The USD/JPY pair remains on the back foot below mid-154.00s through the Asian session on Wednesday and looks to build on its heavy losses registered over the past two days. Traders, however, seem reluctant and might opt to wait for the delayed release of the US monthly employment details.

The popularly known US Nonfarm Payrolls (NFP) report, originally scheduled for early February, was delayed due to a partial federal government shutdown and is expected to show that the economy added 70K new jobs in January. Meanwhile, the unemployment rate is seen holding steady at 4.4%. This, along with Average Weekly Earnings, will play a key role in influencing the US Federal Reserve's (Fed) policy outlook, which, in turn, will drive the US Dollar (USD) and provide some meaningful impetus to the USD/JPY pair.

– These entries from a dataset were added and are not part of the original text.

/// Point where the segment `inside → toward` leaves `rect`.
///
/// If `toward` is itself inside the rectangle the segment never leaves it and
/// `inside` is returned.
pub fn boundary_exit(rect: &Rect, inside: Point, toward: Point) -> Point {
    if contains_inclusive(rect, toward) {
        return inside;
    }
    let d = toward - inside;
    // Parameter along the segment where it reaches the bound on one axis.
    let axis_hit = |delta: f64, from: f64, lo: f64, hi: f64| {
        if delta > 0.0 {
            ((hi - from) / delta, hi)
        } else if delta < 0.0 {
            ((lo - from) / delta, lo)
        } else {
            (f64::INFINITY, from)
        }
    };
    let (tx, bx) = axis_hit(d.x, inside.x, rect.x0, rect.x1);
    let (ty, by) = axis_hit(d.y, inside.y, rect.y0, rect.y1);
    // Land exactly on the bound that is hit first; keep unchanged axes exact.
    if tx <= ty {
        let y = if d.y == 0.0 { inside.y } else { inside.y + d.y * tx };
        Point::new(bx, y)
    } else {
        let x = if d.x == 0.0 { inside.x } else { inside.x + d.x * ty };
        Point::new(x, by)
    }
}

/// Intersection point of two finite segments, if any.
///
/// Parallel (including collinear) segments report no intersection.
pub fn segment_intersection(a: Line, b: Line) -> Option<Point> {
    let r = a.p1 - a.p0;
    let s = b.p1 - b.p0;
    let denom = r.cross(s);
    let scale = r.x * r.x + r.y * r.y + s.x * s.x + s.y * s.y;
    if denom.abs() <= f64::EPSILON * scale {
        return None;
    }
    let qp = b.p0 - a.p0;
    let t = qp.cross(s) / denom;
    let u = qp.cross(r) / denom;
    if (0.0..=1.0).contains(&t) && (0.0..=1.0).contains(&u) {
        Some(a.p0 + r * t)
    } else {
        None
    }
}

/// True if the segment `a → b` touches `rect` (boundary included).
pub fn segment_intersects_rect(a: Point, b: Point, rect: &Rect) -> bool {
    let d = b - a;
    let mut t0 = 0.0_f64;
    let mut t1 = 1.0_f64;
    for (p, q) in [
        (-d.x, a.x - rect.x0),
        (d.x, rect.x1 - a.x),
        (-d.y, a.y - rect.y0),
        (d.y, rect.y1 - a.y),
    ] {
        if p == 0.0 {
            if q < 0.0 {
                return false;
            }
        } else {
            let t = q / p;
            if p < 0.0 {
                if t > t1 {
                    return false;
                }
                t0 = t0.max(t);
            } else {
                if t < t0 {
                    return false;
                }
                t1 = t1.min(t);
            }
        }
    }
    t0 <= t1
}

/// Remove consecutive duplicate points in place.
pub fn dedup_points(points: &mut alloc::vec::Vec<Point>) {
    points.dedup_by(|b, a| a.x == b.x && a.y == b.y);
}

/// Drop interior points where the path carries on in the same direction.
///
/// The first and last points are always kept. Reversals are not collinear
/// continuations and stay in place.
pub fn remove_collinear(points: &mut alloc::vec::Vec<Point>) {
    let mut out: alloc::vec::Vec<Point> = alloc::vec::Vec::with_capacity(points.len());
    for &p in points.iter() {
        if let [.., a, b] = out.as_slice() {
            let u = *b - *a;
            let v = p - *b;
            let scale = (u.x * u.x + u.y * u.y).sqrt() * (v.x * v.x + v.y * v.y).sqrt();
            if u.cross(v).abs() <= 1e-9 * scale && u.dot(v) > 0.0 {
                out.pop();
            }
        }
        out.push(p);
    }
    *points = out;
}

/// True if both coordinates are finite.
pub fn is_finite_point(p: Point) -> bool {
    p.x.is_finite() && p.y.is_finite()
}

/// True if all four edges are finite.
pub fn is_finite_rect(r: &Rect) -> bool {
    r.x0.is_finite() && r.y0.is_finite() && r.x1.is_finite() && r.y1.is_finite()
}
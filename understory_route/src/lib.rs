// Copyright 2025 the Understory Authors
// SPDX-License-Identifier: Apache-2.0 OR MIT

// After you edit the crate's doc comment, run this command, then check README.md for any missing links
// cargo rdme --workspace-project=understory_route --heading-base-level=0

//! Understory Route: link routing between diagram elements.
//!
//! Given a source and a target (each a bare point or an element rectangle), an
//! ordered list of vertices to pass through, and a set of obstacle rectangles,
//! compute an ordered list of points that connects them.
//!
//! - [`RouterKind::Orthogonal`]: axis-aligned segments with as few bends as
//!   possible. Obstacles are ignored and a route is always produced.
//! - [`RouterKind::Manhattan`]: A* over a lattice with horizontal and vertical
//!   moves that steers around obstacles.
//! - [`RouterKind::Metro`]: the same search with 45 degree diagonals.
//! - [`RouterKind::RightAngle`]: leaves and enters elements through a chosen or
//!   facing side and joins the two with a fixed right-angle pattern. Obstacles
//!   are ignored.
//!
//! Every call is a pure function of its inputs. The only state a caller may carry
//! between calls is [`Route::last_direction`], which can be passed back as
//! [`RouteConfig::previous_direction`] to keep fallback routes from flipping while
//! an endpoint is dragged.
//!
//! Errors are reserved for invalid configuration and non-finite input. A grid
//! search that cannot complete (every end port blocked, target enclosed,
//! iteration budget spent) returns a route with [`Route::degraded`] set instead.
//!
//! Turning the points into a drawable path is the job of the
//! `understory_connector` crate.
//!
//! # Example
//!
//! ```rust
//! use kurbo::{Point, Rect};
//! use understory_route::{RouteConfig, RouterKind, route};
//!
//! let a = Rect::new(0.0, 0.0, 40.0, 40.0);
//! let b = Rect::new(200.0, 0.0, 240.0, 40.0);
//! let wall = Rect::new(80.0, -20.0, 120.0, 80.0);
//!
//! let r = route(RouterKind::Manhattan, a, b, &[], &[wall], &RouteConfig::default()).unwrap();
//! assert!(!r.degraded);
//! assert_eq!(r.points.last(), Some(&Point::new(200.0, 20.0)));
//! // Every segment is horizontal or vertical.
//! assert!(r.points.windows(2).all(|w| w[0].x == w[1].x || w[0].y == w[1].y));
//! ```
//!
//! Routers can also be driven through the [`Router`] trait with a prebuilt
//! [`ObstacleMap`], which is useful when many links share one obstacle set:
//!
//! ```rust
//! use kurbo::{Point, Rect};
//! use understory_route::{Anchor, Manhattan, ObstacleMap, RouteConfig, RouteRequest, Router};
//!
//! let obstacles = ObstacleMap::build(&[Rect::new(40.0, -10.0, 60.0, 10.0)], 100.0).unwrap();
//! let config = RouteConfig::default();
//! let request = RouteRequest {
//!     source: Anchor::Point(Point::new(0.0, 0.0)),
//!     target: Anchor::Point(Point::new(100.0, 0.0)),
//!     vertices: &[],
//!     obstacles: &obstacles,
//!     config: &config,
//! };
//! let r = Manhattan.route(&request).unwrap();
//! assert!(r.points.len() > 2);
//! ```
//!
//! ## Coordinates
//!
//! Points and rectangles are Kurbo types in screen space: y grows downward.
//! Angles and [`Direction`]s are measured counter-clockwise as seen on screen, so
//! north points toward smaller y.
//!
//! This crate is `no_std` and uses `alloc`. Enable the `libm` feature when
//! building without `std`.

#![no_std]

extern crate alloc;

pub mod config;
pub mod error;
pub mod geometry;
pub mod obstacle;
pub mod router;
pub mod routers;

pub use config::{End, RouteConfig, Sides, TurnPenalties};
pub use error::RouteError;
pub use geometry::{Bearing, Direction};
pub use obstacle::{MAX_CELLS_PER_OBSTACLE, ObstacleMap};
pub use router::{Anchor, Route, RouteRequest, Router, RouterKind, route};
pub use routers::{Manhattan, Metro, Orthogonal, RightAngle};
// Copyright 2025 the Understory Authors
// SPDX-License-Identifier: Apache-2.0 OR MIT

//! Route around an obstacle.
//!
//! Route the same pair of elements with every router, then drag the target
//! across a wall and carry the last direction between calls.
//!
//! Run:
//! - `cargo run -p understory_demos --example route_around_obstacle`

use kurbo::{Point, Rect};
use understory_route::{RouteConfig, RouterKind, Sides, route};

fn main() {
    let a = Rect::new(0.0, 0.0, 40.0, 40.0);
    let b = Rect::new(200.0, 100.0, 240.0, 140.0);
    let wall = Rect::new(100.0, -40.0, 120.0, 200.0);
    let config = RouteConfig::default();

    for kind in [
        RouterKind::Orthogonal,
        RouterKind::RightAngle,
        RouterKind::Manhattan,
        RouterKind::Metro,
    ] {
        let r = route(kind, a, b, &[], &[wall], &config).unwrap();
        println!(
            "{kind:?}: {} points, length {:.1}, degraded {}",
            r.points.len(),
            r.length(),
            r.degraded
        );
        for p in &r.points {
            println!("  ({:.1}, {:.1})", p.x, p.y);
        }
    }

    // Force the route to leave from the bottom of A and pass a vertex.
    let config = RouteConfig::default().with_sides(Sides::BOTTOM, Sides::all());
    let r = route(
        RouterKind::Manhattan,
        a,
        b,
        &[Point::new(60.0, 240.0)],
        &[wall],
        &config,
    )
    .unwrap();
    println!("bottom exit via vertex: {:?}", r.points);

    // Drag the target to a spot enclosed by obstacles: the route degrades to a
    // fallback bend, and the previous direction keeps that bend stable.
    let cage = [
        Rect::new(280.0, 80.0, 380.0, 90.0),
        Rect::new(280.0, 150.0, 380.0, 160.0),
        Rect::new(280.0, 80.0, 290.0, 160.0),
        Rect::new(370.0, 80.0, 380.0, 160.0),
    ];
    let mut previous = None;
    for dx in [0.0, 10.0, 20.0] {
        let target = Point::new(320.0 + dx, 120.0);
        let config = RouteConfig::default().with_previous_direction(previous);
        let r = route(RouterKind::Manhattan, a, target, &[], &cage, &config).unwrap();
        println!("drag {dx}: degraded {} {:?}", r.degraded, r.points);
        previous = r.last_direction;
    }
}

In the meantime, bets that the US central bank will lower borrowing costs two more times this year and concerns about the Fed's independence keep the USD close to an over one-week low, touched on Tuesday. In contrast, expectations that Prime Minister Sanae Takaichi’s expansionary policies will boost the economy and prompt the Bank of Japan (BoJ) to stick to its hawkish stance continue to underpin the Japanese Yen (JPY). This, in turn, favors the USD/JPY bears and backs the case for a further near-term depreciating move.

That said, traders might opt to wait for a sustained break and acceptance below the 154.00 mark before positioning for deeper losses. Nevertheless, the broader fundamental backdrop suggests that the path of least resistance for the currency pair remains to the downside. Moreover, fears that Japanese authorities will intervene to support the JPY should keep the USD/JPY bulls on the sidelines and cap any meaningful recovery attempt from a one-and-a-half-week low, around the 154.00 neighborhood, touched on Tuesday.

Japanese Yen FAQs

The Japanese Yen (JPY) is one of the world’s most traded currencies. Its value is broadly determined by the performance of the Japanese economy, but more specifically by the Bank of Japan’s policy, the differential between Japanese and US bond yields, or risk sentiment among traders, among other factors.

One of the Bank of Japan’s mandates is currency control, so its moves are key for the Yen. The BoJ has directly intervened in currency markets sometimes, generally to lower the value of the Yen, although it refrains from doing it often due to political concerns of its main trading partners. The BoJ ultra-loose monetary policy between 2013 and 2024 caused the Yen to depreciate against its main currency peers due to an increasing policy divergence between the Bank of Japan and other main central banks. More recently, the gradually unwinding of this ultra-loose policy has given some support to the Yen.

Over the last decade, the BoJ’s stance of sticking to ultra-loose monetary policy has led to a widening policy divergence with other central banks, particularly with the US Federal Reserve. This supported a widening of the differential between the 10-year US and Japanese bonds, which favored the US Dollar against the Japanese Yen. The BoJ decision in 2024 to gradually abandon the ultra-loose policy, coupled with interest-rate cuts in other major central banks, is narrowing this differential.

The Japanese Yen is often seen as a safe-haven investment. This means that in times of market stress, investors are more likely to put their money in the Japanese currency due to its supposed reliability and stability. Turbulent times are likely to strengthen the Yen’s value against other currencies seen as more risky to invest in.